Work to be completed :: Among the records below, find each line bearing the word "panic" and copy it.

(Stored items)
===============

use sea_orm::entity::prelude::*;
use sea_orm::sea_query::Expr;
use sea_orm::{DatabaseConnection, QueryOrder, QuerySelect, Set, TransactionTrait};
use chrono::Utc;
use serde::{Deserialize, Serialize};
use std::collections::HashSet;

use crate::errors::ModelError;

#[derive(Clone, Debug, PartialEq, DeriveEntityModel, Serialize, Deserialize)]
#[sea_orm(table_name = "gallery_image")]
pub struct Model {
    #[sea_orm(primary_key)]
    pub id: i32,
    pub image_url: String,
    pub public_id: String,
    pub caption: String,
    pub display_order: i32,
    pub is_active: bool,
    pub created_at: DateTimeWithTimeZone,
}

#[derive(Copy, Clone, Debug, EnumIter, DeriveRelation)]
pub enum Relation {}

impl ActiveModelBehavior for ActiveModel {}

pub async fn create(
    db: &DatabaseConnection,
    image_url: &str,
    public_id: &str,
    caption: &str,
    display_order: i32,
) -> Result<Model, ModelError> {
    if image_url.trim().is_empty() || public_id.trim().is_empty() {
        return Err(ModelError::Validation("image_url and public_id required".into()));
    }
    let am = ActiveModel {
        image_url: Set(image_url.to_string()),
        public_id: Set(public_id.to_string()),
        caption: Set(caption.to_string()),
        display_order: Set(display_order),
        is_active: Set(true),
        created_at: Set(Utc::now().into()),
        ..Default::default()
    };
    am.insert(db).await.map_err(|e| ModelError::Db(e.to_string()))
}

/// Active images ordered by explicit position, newest first within a
/// position.
pub async fn list_active(db: &DatabaseConnection, limit: u64) -> Result<Vec<Model>, ModelError> {
    Entity::find()
        .filter(Column::IsActive.eq(true))
        .order_by_asc(Column::DisplayOrder)
        .order_by_desc(Column::Id)
        .limit(limit)
        .all(db)
        .await
        .map_err(|e| ModelError::Db(e.to_string()))
}

/// Soft delete: the row stays for auditability, the stored object is kept.
pub async fn soft_delete_by_public_id(db: &DatabaseConnection, public_id: &str) -> Result<bool, ModelError> {
    let found = Entity::find()
        .filter(Column::PublicId.eq(public_id))
        .one(db)
        .await
        .map_err(|e| ModelError::Db(e.to_string()))?;
    let Some(found) = found else { return Ok(false) };
    let mut am: ActiveModel = found.into();
    am.is_active = Set(false);
    am.update(db).await.map_err(|e| ModelError::Db(e.to_string()))?;
    Ok(true)
}

/// Apply a target permutation of ids as the new display order in one
/// transaction. Rows are updated in place, never dropped and reinserted; an
/// unknown or duplicated id fails the whole operation.
pub async fn reorder(db: &DatabaseConnection, ids: &[i32]) -> Result<(), ModelError> {
    let mut seen = HashSet::new();
    for id in ids {
        if !seen.insert(*id) {
            return Err(ModelError::Validation(format!("duplicate id {id} in reorder")));
        }
    }
    let txn = db.begin().await.map_err(|e| ModelError::Db(e.to_string()))?;
    for (position, id) in ids.iter().enumerate() {
        let res = Entity::update_many()
            .col_expr(Column::DisplayOrder, Expr::value(position as i32))
            .filter(Column::Id.eq(*id))
            .exec(&txn)
            .await
            .map_err(|e| ModelError::Db(e.to_string()))?;
        if res.rows_affected == 0 {
            txn.rollback().await.map_err(|e| ModelError::Db(e.to_string()))?;
            return Err(ModelError::NotFound(format!("gallery image {id} not found")));
        }
    }
    txn.commit().await.map_err(|e| ModelError::Db(e.to_string()))?;
    Ok(())
}
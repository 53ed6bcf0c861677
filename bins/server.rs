use dotenvy::dotenv;
use tracing::{error, info};

fn init_logging() {
    // Load .env before the subscriber so RUST_LOG from the file is honored.
    dotenv().ok();
    common::utils::logging::init_logging_default();
    info!(service = "server", event = "logger_init", "tracing subscriber initialized");
}

fn main() -> std::process::ExitCode {
    init_logging();

    let pid = std::process::id();
    let version = env!("CARGO_PKG_VERSION");

    std::panic::set_hook(Box::new(move |info| {
        error!(
            service = "server",
            event = "panic",
            pid,
            message = %info,
            "unhandled panic occurred"
        );
    }));

    // Thread count: config.toml first, then TOKIO_WORKER_THREADS.
    let worker_threads = match configs::AppConfig::load_and_validate() {
        Ok(cfg) => cfg.server.worker_threads,
        Err(_) => std::env::var("TOKIO_WORKER_THREADS").ok().and_then(|v| v.parse::<usize>().ok()),
    };

    let mut builder = tokio::runtime::Builder::new_multi_thread();
    builder.enable_all();
    if let Some(w) = worker_threads {
        builder.worker_threads(w);
    }

    let rt = match builder.build() {
        Ok(rt) => rt,
        Err(e) => {
            error!(service = "server", event = "runtime_build_failed", error = %e, "failed to build tokio runtime");
            return std::process::ExitCode::FAILURE;
        }
    };

    info!(
        service = "server",
        event = "start",
        pid,
        version,
        threads = worker_threads.unwrap_or_default(),
        "booking service starting"
    );

    let exit_code = rt.block_on(async move {
        let server_task = tokio::spawn(async move {
            if let Err(e) = server::run().await {
                error!(service = "server", event = "run_failed", error = %e, "server::run returned error");
                Err(e)
            } else {
                Ok(())
            }
        });

        tokio::select! {
            res = server_task => {
                match res {
                    Ok(Ok(())) => {
                        info!(service = "server", event = "stop", pid, "server stopped normally");
                        std::process::ExitCode::SUCCESS
                    }
                    Ok(Err(_)) => std::process::ExitCode::FAILURE,
                    Err(e) => {
                        error!(service = "server", event = "task_join_error", error = %e, "server task join error");
                        std::process::ExitCode::FAILURE
                    }
                }
            }
            _ = tokio::signal::ctrl_c() => {
                info!(service = "server", event = "shutdown_signal", pid, "received Ctrl+C, shutting down");
                std::process::ExitCode::SUCCESS
            }
        }
    });

    exit_code
}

===============

Worked solution ::
    std::panic::set_hook(Box::new(move |info| {
            event = "panic",
            "unhandled panic occurred"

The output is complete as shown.